А ведь Валька не просто в коммуналке — в подвале жила. Ваня и Лина, близнецы Силины, тоже. Женя, Димка, Вася Терской, Катя Сарьян получше, но все с соседями. А Лида, пусть не в подвале, так в «вороньей слободке» барачного типа. Какая там ванная! Да, так прилично у одной Соньки было.
Кирилл вошёл в столовую и посмотрел на стену. Часы тоже висели на старом месте. Тяжёлый тёмно-золотой маятник беззвучно качался в большом деревянном коричневом футляре со стеклянной дверцей, и батюшки светы. На часах, на макушке, сидел крупный пушистый кот с большими белыми усами.
— Чучело! — ахнул Кирилл, — коты столько не живут. Но полосатый, с такой же белой грудкой и лапами!
— Мать честная… Васенька? Ва-а-а… или всё-таки?

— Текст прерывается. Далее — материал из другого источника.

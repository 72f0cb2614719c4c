//! C6: the informational analyser (spec.md §4.6). From the same manifests
//! the scheduler reads, computes backlog health (capacity vs. required
//! work) and verification-cycle progress, either as a structured
//! [`Analysis`] (for `--json`) or a human-readable report.

use std::time::{Duration, SystemTime};

use serde::Serialize;

use crate::error::ExitCode;
use crate::job::{Job, Stats};
use crate::scheduler::ScheduleOptions;

#[derive(Debug, thiserror::Error)]
pub enum AnalysisError {
    /// spec.md §4.6: `RunInterval<=0` means there's no cadence to measure
    /// a verification cycle against at all.
    #[error("no run interval configured; cannot calculate cycle information")]
    NoRunInterval,
}

impl AnalysisError {
    pub fn exit_code(&self) -> ExitCode {
        ExitCode::BadInvocation
    }
}

#[derive(Debug, Clone, Serialize)]
pub struct Summary {
    pub job_count: usize,
    pub known_count: usize,
    pub unknown_count: usize,
    pub unverifieds: usize,
    pub healthies: usize,
    pub repairables: usize,
    pub unrepairables: usize,
    pub total_duration_secs: f64,
    pub avg_duration_secs: f64,
    pub largest_duration_secs: f64,
    pub largest_job: Option<String>,
    /// Set, with every other section omitted, when there's no duration
    /// history at all to compute anything from (spec.md §4.6).
    pub warning: Option<String>,
}

#[derive(Debug, Clone, Serialize)]
pub struct AgeInfo {
    pub runs_per_cycle: u64,
    pub min_duration_secs: f64,
    pub warning: Option<String>,
}

#[derive(Debug, Clone, Serialize)]
pub struct DurationInfo {
    pub runs_needed: u64,
    pub complete_in_one_run: bool,
    pub full_cycle_every_secs: Option<f64>,
    pub largest_job: Option<String>,
    pub warning: Option<String>,
}

#[derive(Debug, Clone, Serialize)]
pub struct BacklogInfo {
    pub capacity_secs: f64,
    pub min_required_secs: f64,
    pub margin_secs: f64,
    pub healthy: bool,
    pub unknown_count: usize,
    pub note: Option<String>,
}

#[derive(Debug, Clone, Serialize)]
pub struct CycleInfo {
    pub verified_count: usize,
    pub verified_pct: f64,
    pub duration_covered_pct: f64,
    pub note: Option<String>,
}

#[derive(Debug, Clone, Serialize)]
pub struct Analysis {
    pub summary: Summary,
    pub age: Option<AgeInfo>,
    pub duration: Option<DurationInfo>,
    pub backlog: Option<BacklogInfo>,
    pub cycle: Option<CycleInfo>,
}

/// Compute the full analysis for `jobs` under `options` (spec.md §4.6).
/// `options.run_interval` must be set (`>0`); everything else is optional
/// and simply omits the section(s) that depend on it.
pub fn analyze(jobs: &[Job], options: &ScheduleOptions, now: SystemTime) -> Result<Analysis, AnalysisError> {
    let run_interval = match options.run_interval {
        Some(ri) if ri > Duration::ZERO => ri,
        _ => return Err(AnalysisError::NoRunInterval),
    };

    let stats = Stats::compute(jobs);

    let summary = Summary {
        job_count: stats.job_count,
        known_count: stats.known_count,
        unknown_count: stats.unknown_count,
        unverifieds: stats.unverifieds,
        healthies: stats.healthies,
        repairables: stats.repairables,
        unrepairables: stats.unrepairables,
        total_duration_secs: stats.total_duration.as_secs_f64(),
        avg_duration_secs: stats.avg_duration.as_secs_f64(),
        largest_duration_secs: stats.largest_duration.as_secs_f64(),
        largest_job: stats.largest_job.clone(),
        warning: if stats.known_count == 0 {
            Some("No duration data available; run a verification pass first.".to_string())
        } else {
            None
        },
    };

    if stats.known_count == 0 {
        return Ok(Analysis { summary, age: None, duration: None, backlog: None, cycle: None });
    }

    let runs_per_cycle = options.min_age.map(|min_age| {
        ((min_age.as_secs_f64() / run_interval.as_secs_f64()).floor() as u64).max(1)
    });

    let age = options.min_age.filter(|d| *d > Duration::ZERO).map(|min_age| {
        let runs_per_cycle = runs_per_cycle.unwrap_or(1);
        let min_duration =
            (stats.total_duration / runs_per_cycle as u32).max(Duration::from_secs(1));
        AgeInfo {
            runs_per_cycle,
            min_duration_secs: min_duration.as_secs_f64(),
            warning: if min_age < run_interval {
                Some(format!(
                    "--min-age ({:.0}s) is shorter than --run-interval ({:.0}s); \
                     some archives may never be selected in time",
                    min_age.as_secs_f64(),
                    run_interval.as_secs_f64(),
                ))
            } else {
                None
            },
        }
    });

    let duration = options.max_duration.filter(|d| *d > Duration::ZERO).map(|max_duration| {
        let runs_needed =
            ((stats.total_duration.as_secs_f64() / max_duration.as_secs_f64()).ceil() as u64).max(1);
        let complete_in_one_run = stats.total_duration <= max_duration;
        let full_cycle_every_secs =
            (!complete_in_one_run).then(|| (run_interval * runs_needed as u32).as_secs_f64());
        let (largest_job, warning) = if stats.largest_duration > max_duration {
            (
                stats.largest_job.clone(),
                Some(format!(
                    "the largest known job ({}) is estimated at {:.0}s, exceeding --max-duration of {:.0}s",
                    stats.largest_job.clone().unwrap_or_else(|| "<unknown>".to_string()),
                    stats.largest_duration.as_secs_f64(),
                    max_duration.as_secs_f64(),
                )),
            )
        } else {
            (None, None)
        };
        DurationInfo {
            runs_needed,
            complete_in_one_run,
            full_cycle_every_secs,
            largest_job,
            warning,
        }
    });

    let backlog = match (options.min_age.filter(|d| *d > Duration::ZERO), options.max_duration.filter(|d| *d > Duration::ZERO)) {
        (Some(_), Some(max_duration)) => {
            let runs_per_cycle = runs_per_cycle.unwrap_or(1);
            let capacity_secs = (max_duration * runs_per_cycle as u32).as_secs_f64();
            let min_required_secs = stats.total_duration.as_secs_f64();
            // Signed, not a saturating subtraction: an unhealthy backlog
            // needs to report how far over capacity it is, not clamp at zero.
            let margin_secs = capacity_secs - min_required_secs;
            Some(BacklogInfo {
                capacity_secs,
                min_required_secs,
                margin_secs,
                healthy: margin_secs >= 0.0,
                unknown_count: stats.unknown_count,
                note: (stats.unknown_count > 0)
                    .then(|| "health assessment is based on known durations only".to_string()),
            })
        }
        _ => None,
    };

    let cycle = if let Some(min_age) = options.min_age.filter(|d| *d > Duration::ZERO) {
        if stats.total_duration > Duration::ZERO && stats.job_count > 0 {
            let window_start = now.checked_sub(min_age).unwrap_or(std::time::UNIX_EPOCH);
            let mut verified_count = 0usize;
            let mut verified_duration = Duration::ZERO;
            for job in jobs {
                if let Some(v) = job.manifest.as_ref().and_then(|m| m.verification.as_ref()) {
                    if v.time > window_start {
                        verified_count += 1;
                        verified_duration += v.duration;
                    }
                }
            }
            Some(CycleInfo {
                verified_count,
                verified_pct: verified_count as f64 / stats.job_count as f64 * 100.0,
                duration_covered_pct: verified_duration.as_secs_f64() / stats.total_duration.as_secs_f64() * 100.0,
                note: (stats.unknown_count > 0)
                    .then(|| "duration coverage excludes jobs with unknown duration".to_string()),
            })
        } else {
            None
        }
    } else {
        None
    };

    Ok(Analysis { summary, age, duration, backlog, cycle })
}

pub fn render_text(analysis: &Analysis) -> String {
    let mut out = String::new();
    let s = &analysis.summary;
    out.push_str(&format!(
        "{} archives tracked: {} unverified, {} healthy, {} repairable, {} unrepairable ({} with known duration, {} unknown)\n",
        s.job_count, s.unverifieds, s.healthies, s.repairables, s.unrepairables, s.known_count, s.unknown_count,
    ));
    if let Some(warning) = &s.warning {
        out.push_str(warning);
        out.push('\n');
        return out;
    }
    out.push_str(&format!(
        "total known verification time: {:.0}s (avg {:.0}s, largest {:.0}s{})\n",
        s.total_duration_secs,
        s.avg_duration_secs,
        s.largest_duration_secs,
        s.largest_job.as_deref().map(|n| format!(" on {n}")).unwrap_or_default(),
    ));

    if let Some(age) = &analysis.age {
        out.push_str(&format!(
            "age: {} runs per verification cycle, {:.0}s minimum per-run budget to keep up\n",
            age.runs_per_cycle, age.min_duration_secs,
        ));
        if let Some(w) = &age.warning {
            out.push_str(w);
            out.push('\n');
        }
    }

    if let Some(duration) = &analysis.duration {
        if duration.complete_in_one_run {
            out.push_str("duration: entire backlog completes in a single run\n");
        } else {
            out.push_str(&format!(
                "duration: {} runs needed, full cycle every ~{:.0}s\n",
                duration.runs_needed,
                duration.full_cycle_every_secs.unwrap_or(0.0),
            ));
        }
        if let Some(w) = &duration.warning {
            out.push_str(w);
            out.push('\n');
        }
    }

    if let Some(backlog) = &analysis.backlog {
        if backlog.healthy {
            out.push_str(&format!(
                "backlog: healthy, {:.0}s of capacity margin per cycle\n",
                backlog.margin_secs,
            ));
        } else {
            out.push_str(&format!(
                "INSANE CONFIGURATION: backlog unhealthy, {:.0}s over capacity per cycle \
                 ({:.0}s required against {:.0}s available)\n",
                -backlog.margin_secs, backlog.min_required_secs, backlog.capacity_secs,
            ));
        }
        if let Some(note) = &backlog.note {
            out.push_str(note);
            out.push('\n');
        }
    }

    if let Some(cycle) = &analysis.cycle {
        out.push_str(&format!(
            "cycle: {} archives verified within the current window ({:.1}% of archives, {:.1}% of known duration)\n",
            cycle.verified_count, cycle.verified_pct, cycle.duration_covered_pct,
        ));
        if let Some(note) = &cycle.note {
            out.push_str(note);
            out.push('\n');
        }
    }

    out
}

pub fn render_json(analysis: &Analysis) -> serde_json::Result<String> {
    serde_json::to_string_pretty(analysis)
}
//! File description packet: one file's identity, hashes and name.

use binrw::BinRead;

use crate::domain::{FileId, Hash, SetId};

/// Body layout per spec.md §4.1: fileID, hashFull, hash16k, u64 length, then
/// the (null-padded) filename filling the rest of the body.
#[derive(Debug, BinRead)]
#[br(import(body_len: u64))]
pub struct FileDescBody {
    pub file_id: [u8; 16],
    pub hash_full: [u8; 16],
    pub hash_16k: [u8; 16],
    pub file_length: u64,
    #[br(count = body_len.saturating_sub(56))]
    pub name_bytes: Vec<u8>,
}

#[derive(Debug, thiserror::Error)]
pub enum FileDescBodyError {
    #[error("file description body is malformed: {0}")]
    Malformed(String),
    #[error("file name is empty")]
    EmptyName,
    #[error("file length exceeds the representable maximum")]
    LengthOverflow,
}

/// A parsed, validated file description packet.
#[derive(Debug, Clone, PartialEq, Eq)]
pub struct FileDescriptionPacket {
    pub set_id: SetId,
    pub file_id: FileId,
    pub name: String,
    pub size: i64,
    pub hash_full: Hash,
    pub hash16k: Hash,
    /// Set once a matching Unicode packet has overwritten `name`.
    pub from_unicode: bool,
}

impl FileDescriptionPacket {
    pub fn decode(set_id: SetId, body: &[u8]) -> Result<FileDescriptionPacket, FileDescBodyError> {
        if body.len() < 56 {
            return Err(FileDescBodyError::Malformed("body too short".into()));
        }
        let body_len = body.len() as u64;
        let mut cursor = binrw::io::Cursor::new(body);
        let parsed: FileDescBody = FileDescBody::read_le_args(&mut cursor, (body_len,))
            .map_err(|e| FileDescBodyError::Malformed(e.to_string()))?;

        if parsed.file_length > i64::MAX as u64 {
            return Err(FileDescBodyError::LengthOverflow);
        }

        let raw = &parsed.name_bytes;
        let trimmed = match raw.iter().position(|&b| b == 0) {
            Some(pos) => &raw[..pos],
            None => &raw[..],
        };
        if trimmed.is_empty() {
            return Err(FileDescBodyError::EmptyName);
        }
        let name = String::from_utf8_lossy(trimmed).into_owned();

        Ok(FileDescriptionPacket {
            set_id,
            file_id: FileId::from(parsed.file_id),
            name,
            size: parsed.file_length as i64,
            hash_full: Hash::from(parsed.hash_full),
            hash16k: Hash::from(parsed.hash_16k),
            from_unicode: false,
        })
    }
}

#[cfg(test)]
mod tests {
    use super::*;

    fn body(name: &str, length: u64) -> Vec<u8> {
        let mut b = Vec::new();
        b.extend_from_slice(&[1u8; 16]); // file_id
        b.extend_from_slice(&[2u8; 16]); // hash_full
        b.extend_from_slice(&[3u8; 16]); // hash_16k
        b.extend_from_slice(&length.to_le_bytes());
        let mut name_bytes = name.as_bytes().to_vec();
        while name_bytes.len() % 4 != 0 {
            name_bytes.push(0);
        }
        b.extend_from_slice(&name_bytes);
        b
    }

    #[test]
    fn decodes_name_trimmed_at_first_nul() {
        let b = body("test.txt", 100);
        let fd = FileDescriptionPacket::decode(SetId::new([0; 16]), &b).unwrap();
        assert_eq!(fd.name, "test.txt");
        assert_eq!(fd.size, 100);
        assert!(!fd.from_unicode);
    }

    #[test]
    fn rejects_empty_name() {
        let mut b = Vec::new();
        b.extend_from_slice(&[1u8; 16]);
        b.extend_from_slice(&[2u8; 16]);
        b.extend_from_slice(&[3u8; 16]);
        b.extend_from_slice(&0u64.to_le_bytes());
        // no name bytes at all
        assert!(matches!(
            FileDescriptionPacket::decode(SetId::new([0; 16]), &b),
            Err(FileDescBodyError::EmptyName)
        ));
    }

    #[test]
    fn name_without_nul_uses_entire_remainder() {
        // "abcd" is already a multiple of 4 and has no trailing nul.
        let b = body("abcd", 4);
        let fd = FileDescriptionPacket::decode(SetId::new([0; 16]), &b).unwrap();
        assert_eq!(fd.name, "abcd");
    }
}
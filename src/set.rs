//! The materialized output of grouping PAR2 packets by set ID (spec.md §3).

use crate::domain::{FileId, Hash, SetId};
use crate::packets::MainPacket;

/// One file packet's data as it appears in a materialized set's output
/// lists. Deliberately independent of `FileDescriptionPacket` so the
/// merger (C2) can build one without going back through decode.
#[derive(Debug, Clone, PartialEq, Eq)]
pub struct FileRecord {
    pub file_id: FileId,
    pub name: String,
    pub size: i64,
    pub hash_full: Hash,
    pub hash16k: Hash,
    pub from_unicode: bool,
}

impl FileRecord {
    /// Ordering key used everywhere these lists must be deterministic:
    /// by name then file ID (spec.md §3).
    fn sort_key(&self) -> (&str, &FileId) {
        (&self.name, &self.file_id)
    }
}

pub fn sort_records(records: &mut [FileRecord]) {
    records.sort_by(|a, b| a.sort_key().cmp(&b.sort_key()));
}

pub fn sort_ids(ids: &mut [FileId]) {
    ids.sort();
}

/// One logical PAR2 archive: a set ID, its main packet (if any), and the
/// bucketed/missing file lists described in spec.md §3.
#[derive(Debug, Clone)]
pub struct Set {
    pub set_id: SetId,
    pub main: Option<MainPacket>,
    pub recovery_set: Vec<FileRecord>,
    pub non_recovery_set: Vec<FileRecord>,
    pub stray_packets: Vec<FileRecord>,
    pub missing_recovery: Vec<FileId>,
    pub missing_non_recovery: Vec<FileId>,
}

/// One parsed PAR2 file (index or volume): its sets, in first-appearance order.
#[derive(Debug, Clone, Default)]
pub struct ParsedFile {
    pub sets: Vec<Set>,
}

/// The five output lists every `Set` carries, sorted per spec.md §3.
pub struct Bucketed {
    pub recovery_set: Vec<FileRecord>,
    pub non_recovery_set: Vec<FileRecord>,
    pub stray_packets: Vec<FileRecord>,
    pub missing_recovery: Vec<FileId>,
    pub missing_non_recovery: Vec<FileId>,
}

/// Classify file records against a main packet's recovery/non-recovery ID
/// lists: present-and-listed goes to the matching set, present-but-unlisted
/// is a stray, listed-but-absent is missing. Shared by the single-file
/// grouper and the cross-file merger so both apply identical rules.
pub fn bucket(
    records: impl IntoIterator<Item = FileRecord>,
    recovery_ids: &[FileId],
    non_recovery_ids: &[FileId],
) -> Bucketed {
    let recovery_ids_set: std::collections::HashSet<FileId> =
        recovery_ids.iter().copied().collect();
    let non_recovery_ids_set: std::collections::HashSet<FileId> =
        non_recovery_ids.iter().copied().collect();

    let mut recovery_set = Vec::new();
    let mut non_recovery_set = Vec::new();
    let mut stray_packets = Vec::new();

    for record in records {
        if recovery_ids_set.contains(&record.file_id) {
            recovery_set.push(record);
        } else if non_recovery_ids_set.contains(&record.file_id) {
            non_recovery_set.push(record);
        } else {
            stray_packets.push(record);
        }
    }

    let seen: std::collections::HashSet<FileId> = recovery_set
        .iter()
        .chain(non_recovery_set.iter())
        .map(|r| r.file_id)
        .collect();
    let mut missing_recovery: Vec<FileId> = recovery_ids
        .iter()
        .copied()
        .filter(|id| !seen.contains(id))
        .collect();
    let mut missing_non_recovery: Vec<FileId> = non_recovery_ids
        .iter()
        .copied()
        .filter(|id| !seen.contains(id))
        .collect();

    sort_records(&mut recovery_set);
    sort_records(&mut non_recovery_set);
    sort_records(&mut stray_packets);
    sort_ids(&mut missing_recovery);
    sort_ids(&mut missing_non_recovery);

    Bucketed {
        recovery_set,
        non_recovery_set,
        stray_packets,
        missing_recovery,
        missing_non_recovery,
    }
}
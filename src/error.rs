//! The process-level exit code taxonomy (spec.md §7): what `par2cron`
//! itself exits with, distinct from the exit code of the `par2` subprocess
//! it drives (see [`crate::scheduler::runner::RunOutput`] for that).

/// `par2cron`'s own exit status. Ordered so that a plain numeric `max`
/// across a run's job outcomes picks the most severe one.
#[derive(Debug, Clone, Copy, PartialEq, Eq, PartialOrd, Ord)]
#[repr(u8)]
pub enum ExitCode {
    Success = 0,
    PartialFailure = 1,
    BadInvocation = 2,
    Repairable = 3,
    Unrepairable = 4,
    Unclassified = 5,
}

impl ExitCode {
    pub fn as_i32(self) -> i32 {
        self as i32
    }
}

/// Fold a run's per-job exit codes into one process exit code.
///
/// The highest-severity code wins (`Unclassified` > `Unrepairable` >
/// `Repairable` > `BadInvocation` > `PartialFailure` > `Success`). If every
/// job that ran succeeded but enumeration produced warnings (archives
/// skipped due to a locked or unreadable manifest), the run as a whole is
/// a partial failure rather than a clean success.
///
/// Cancellation short-circuits this: the caller should call `aggregate`
/// with only the job outcomes observed before cancellation, rather than
/// waiting for the full job list.
pub fn aggregate(job_codes: impl IntoIterator<Item = ExitCode>, had_enum_warnings: bool) -> ExitCode {
    let worst = job_codes.into_iter().max();
    match worst {
        Some(code) if code > ExitCode::Success => code,
        _ if had_enum_warnings => ExitCode::PartialFailure,
        _ => ExitCode::Success,
    }
}

#[cfg(test)]
mod tests {
    use super::*;

    #[test]
    fn worst_outcome_wins() {
        let codes = [ExitCode::Success, ExitCode::Repairable, ExitCode::Unrepairable];
        assert_eq!(aggregate(codes, false), ExitCode::Unrepairable);
    }

    #[test]
    fn all_success_with_no_warnings_is_success() {
        assert_eq!(aggregate([ExitCode::Success, ExitCode::Success], false), ExitCode::Success);
    }

    #[test]
    fn all_success_with_warnings_is_partial_failure() {
        assert_eq!(aggregate([ExitCode::Success], true), ExitCode::PartialFailure);
    }

    #[test]
    fn empty_run_with_warnings_is_partial_failure() {
        assert_eq!(aggregate(std::iter::empty(), true), ExitCode::PartialFailure);
    }

    #[test]
    fn empty_run_with_no_warnings_is_success() {
        assert_eq!(aggregate(std::iter::empty(), false), ExitCode::Success);
    }
}
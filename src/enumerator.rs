//! Recursive discovery of PAR2 archives under a root directory (spec.md §4.4).
//!
//! Two marker files let an operator opt directories out of scheduling
//! without moving anything: `.par2cron-ignore` skips archives found directly
//! in that directory (subdirectories are still walked), and
//! `.par2cron-ignore-all` skips the directory and its entire subtree.

use std::path::{Path, PathBuf};

use walkdir::WalkDir;

use crate::job::Job;
use crate::manifest::{self, LoadOutcome, ManifestError};

const IGNORE_MARKER: &str = ".par2cron-ignore";
const IGNORE_ALL_MARKER: &str = ".par2cron-ignore-all";

#[derive(Debug, thiserror::Error)]
pub enum EnumError {
    #[error("i/o error walking {path}: {source}")]
    Walk {
        path: PathBuf,
        #[source]
        source: std::io::Error,
    },
    /// A non-fatal problem hit while enumerating one or more archives
    /// (manifest unreadable or locked). Enumeration finishes anyway; the
    /// caller decides whether to surface this (spec.md §4.4: `ErrNonFatal`).
    #[error("{count} archive(s) had unreadable manifests during enumeration")]
    NonFatal { count: usize },
}

/// Options controlling which candidates become jobs (spec.md §4.4).
#[derive(Debug, Clone, Copy, Default)]
pub struct EnumOptions {
    /// Create a job for a `.par2` file with no sidecar manifest at all.
    /// When false, such archives are silently skipped (treated as not
    /// managed by this tool).
    pub include_external: bool,
    /// Skip archives whose sidecar is present but undecodable, or decodes
    /// but has no `creation` record, rather than rebuilding their manifest
    /// from scratch.
    pub skip_not_created: bool,
}

/// A non-fatal problem hit while enumerating one archive. Enumeration keeps
/// going after these; the caller decides whether their accumulation is
/// worth surfacing to the operator.
#[derive(Debug)]
pub struct EnumWarning {
    pub path: PathBuf,
    pub message: String,
}

/// The result of a full enumeration pass: the jobs found, plus any
/// per-archive problems that didn't stop the walk.
#[derive(Debug, Default)]
pub struct EnumResult {
    pub jobs: Vec<Job>,
    pub warnings: Vec<EnumWarning>,
}

/// Walk `root`, returning one `Job` per discovered PAR2 index file.
///
/// Per directory, in order:
/// 1. `.par2cron-ignore-all` present → skip this directory and everything
///    beneath it entirely.
/// 2. `.par2cron-ignore` present → skip archives directly in this
///    directory, but still descend into its subdirectories.
/// 3. Per candidate archive, apply the job construction rules of spec.md
///    §4.4: no sidecar → `IncludeExternal` decides; unreadable sidecar →
///    `EnumWarning`, archive skipped; undecodable or creation-less sidecar
///    → `SkipNotCreated` decides; otherwise the decoded manifest is attached.
pub fn enumerate(root: &Path, options: &EnumOptions) -> Result<EnumResult, EnumError> {
    let mut result = EnumResult::default();
    let mut walker = WalkDir::new(root).into_iter();

    loop {
        let entry = match walker.next() {
            None => break,
            Some(Ok(entry)) => entry,
            Some(Err(e)) => {
                let path = e.path().unwrap_or(root).to_path_buf();
                return Err(EnumError::Walk { path, source: e.into() });
            }
        };

        if !entry.file_type().is_dir() {
            continue;
        }

        let dir = entry.path();
        if dir.join(IGNORE_ALL_MARKER).exists() {
            walker.skip_current_dir();
            continue;
        }
        if dir.join(IGNORE_MARKER).exists() {
            continue;
        }

        for archive in index_files_in(dir) {
            match build_job(&archive, options) {
                Ok(Some(job)) => result.jobs.push(job),
                Ok(None) => {}
                Err(e) => result.warnings.push(EnumWarning {
                    path: archive,
                    message: e.to_string(),
                }),
            }
        }
    }

    Ok(result)
}

fn build_job(archive: &Path, options: &EnumOptions) -> Result<Option<Job>, ManifestError> {
    match manifest::load(archive) {
        Ok(LoadOutcome::NotFound) => {
            if options.include_external {
                Ok(Some(Job::new(archive.to_path_buf(), None)))
            } else {
                Ok(None)
            }
        }
        Ok(LoadOutcome::Invalid) => {
            if options.skip_not_created {
                Ok(None)
            } else {
                Ok(Some(Job::new(archive.to_path_buf(), None)))
            }
        }
        Ok(LoadOutcome::Found(manifest)) => {
            if options.skip_not_created && manifest.creation.is_none() {
                Ok(None)
            } else {
                Ok(Some(Job::new(archive.to_path_buf(), Some(manifest))))
            }
        }
        Err(e) => Err(e),
    }
}

/// Main/index `.par2` files in `dir` — excludes volume files, which are
/// named `<name>.volNNN+MMM.par2` and are never scheduled on their own.
/// Matching is case-insensitive per spec.md §4.4.
fn index_files_in(dir: &Path) -> Vec<PathBuf> {
    let Ok(entries) = std::fs::read_dir(dir) else {
        return Vec::new();
    };
    entries
        .filter_map(|e| e.ok())
        .map(|e| e.path())
        .filter(|p| is_par2(p) && !is_volume_file(p))
        .collect()
}

fn is_par2(path: &Path) -> bool {
    path.file_name()
        .and_then(|n| n.to_str())
        .map(|n| n.to_ascii_lowercase().ends_with(".par2"))
        .unwrap_or(false)
}

fn is_volume_file(path: &Path) -> bool {
    path.file_name()
        .and_then(|n| n.to_str())
        .map(|n| n.to_ascii_lowercase().contains(".vol"))
        .unwrap_or(false)
}

#[cfg(test)]
mod tests {
    use super::*;
    use std::fs;

    fn opts() -> EnumOptions {
        EnumOptions { include_external: true, skip_not_created: false }
    }

    #[test]
    fn finds_index_file_and_skips_volumes() {
        let dir = tempfile::tempdir().unwrap();
        fs::write(dir.path().join("archive.par2"), b"x").unwrap();
        fs::write(dir.path().join("archive.vol000+001.par2"), b"x").unwrap();

        let result = enumerate(dir.path(), &opts()).unwrap();
        assert_eq!(result.jobs.len(), 1);
        assert_eq!(result.jobs[0].par2_path.file_name().unwrap(), "archive.par2");
    }

    #[test]
    fn case_insensitive_extension_match() {
        let dir = tempfile::tempdir().unwrap();
        fs::write(dir.path().join("archive.PAR2"), b"x").unwrap();
        let result = enumerate(dir.path(), &opts()).unwrap();
        assert_eq!(result.jobs.len(), 1);
    }

    #[test]
    fn without_include_external_a_manifestless_archive_is_skipped() {
        let dir = tempfile::tempdir().unwrap();
        fs::write(dir.path().join("archive.par2"), b"x").unwrap();
        let options = EnumOptions { include_external: false, skip_not_created: false };
        let result = enumerate(dir.path(), &options).unwrap();
        assert!(result.jobs.is_empty());
    }

    #[test]
    fn ignore_marker_skips_directory_but_not_children() {
        let dir = tempfile::tempdir().unwrap();
        fs::write(dir.path().join(IGNORE_MARKER), b"").unwrap();
        fs::write(dir.path().join("archive.par2"), b"x").unwrap();
        let sub = dir.path().join("sub");
        fs::create_dir(&sub).unwrap();
        fs::write(sub.join("nested.par2"), b"x").unwrap();

        let result = enumerate(dir.path(), &opts()).unwrap();
        assert_eq!(result.jobs.len(), 1);
        assert_eq!(result.jobs[0].par2_path.file_name().unwrap(), "nested.par2");
    }

    #[test]
    fn ignore_all_marker_skips_entire_subtree() {
        let dir = tempfile::tempdir().unwrap();
        fs::write(dir.path().join(IGNORE_ALL_MARKER), b"").unwrap();
        fs::write(dir.path().join("archive.par2"), b"x").unwrap();
        let sub = dir.path().join("sub");
        fs::create_dir(&sub).unwrap();
        fs::write(sub.join("nested.par2"), b"x").unwrap();

        let result = enumerate(dir.path(), &opts()).unwrap();
        assert!(result.jobs.is_empty());
    }

    #[test]
    fn directory_with_no_archives_yields_no_jobs() {
        let dir = tempfile::tempdir().unwrap();
        fs::create_dir(dir.path().join("empty")).unwrap();
        let result = enumerate(dir.path(), &opts()).unwrap();
        assert!(result.jobs.is_empty());
        assert!(result.warnings.is_empty());
    }

    #[test]
    fn invalid_json_with_skip_not_created_is_skipped() {
        let dir = tempfile::tempdir().unwrap();
        let archive = dir.path().join("archive.par2");
        fs::write(&archive, b"x").unwrap();
        fs::write(crate::manifest::sidecar_path(&archive), b"not json").unwrap();

        let options = EnumOptions { include_external: true, skip_not_created: true };
        let result = enumerate(dir.path(), &options).unwrap();
        assert!(result.jobs.is_empty());
    }

    #[test]
    fn invalid_json_without_skip_not_created_yields_fresh_job() {
        let dir = tempfile::tempdir().unwrap();
        let archive = dir.path().join("archive.par2");
        fs::write(&archive, b"x").unwrap();
        fs::write(crate::manifest::sidecar_path(&archive), b"not json").unwrap();

        let result = enumerate(dir.path(), &opts()).unwrap();
        assert_eq!(result.jobs.len(), 1);
        assert!(result.jobs[0].manifest.is_none());
    }
}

В часах что-то заскрипело, затрещало, застрекотало, раздался глуховатый, но сильный бой. Старый футляр и хрустальная люстра в мелких подвесках тоненько зазвенели в такт. В следующую секунду «чучело», с хриплым «мя-у-у-у-в» прыснуло мимо гостя и исчезло за шкафом.
***
Мария Семёновна подошла к новому телефонному аппарату в столовой и вздохнула. Сделанный в виде большой трубки, висевшей на стенке, он состоял из клавиатуры и микрофона, тёмно-красного на белом фоне.
Этих она тоже боялась. Эх, куда бы лучше старый добрый круглый циферблат, медленно вращавшейся вокруг своей оси и позволявший опомниться впредь до соседней цифры. Раньше-то ещё и с буквами были. Вот у них на Арбате — «Г-1». Все телефоны так начинались. А теперь эти бесконечные номера цифр по десять, коды! Разве упомнишь? Но, с другой стороны, все же хорошо. Всегда позвонить можно. Длинные гудки прервались, и Сонин голос издалека откликнулся.
— Мама? Мамочка, это ты? Что случилось?
— Ничего, Сонюшка, всё в порядке. Доченька, к нам Кирилл приехал! Помнишь? Покойной Саши муж Кирилл Бисер.
— Кирка приехал? Ох мам, ну ты уж скажешь — покойной Саши муж!
— Да не Стеклярусом же мне его называть!
— Давай его сюда скорей. Молодец, что позвонила. Целую, мамочка. Мы с тобой потом поговорим.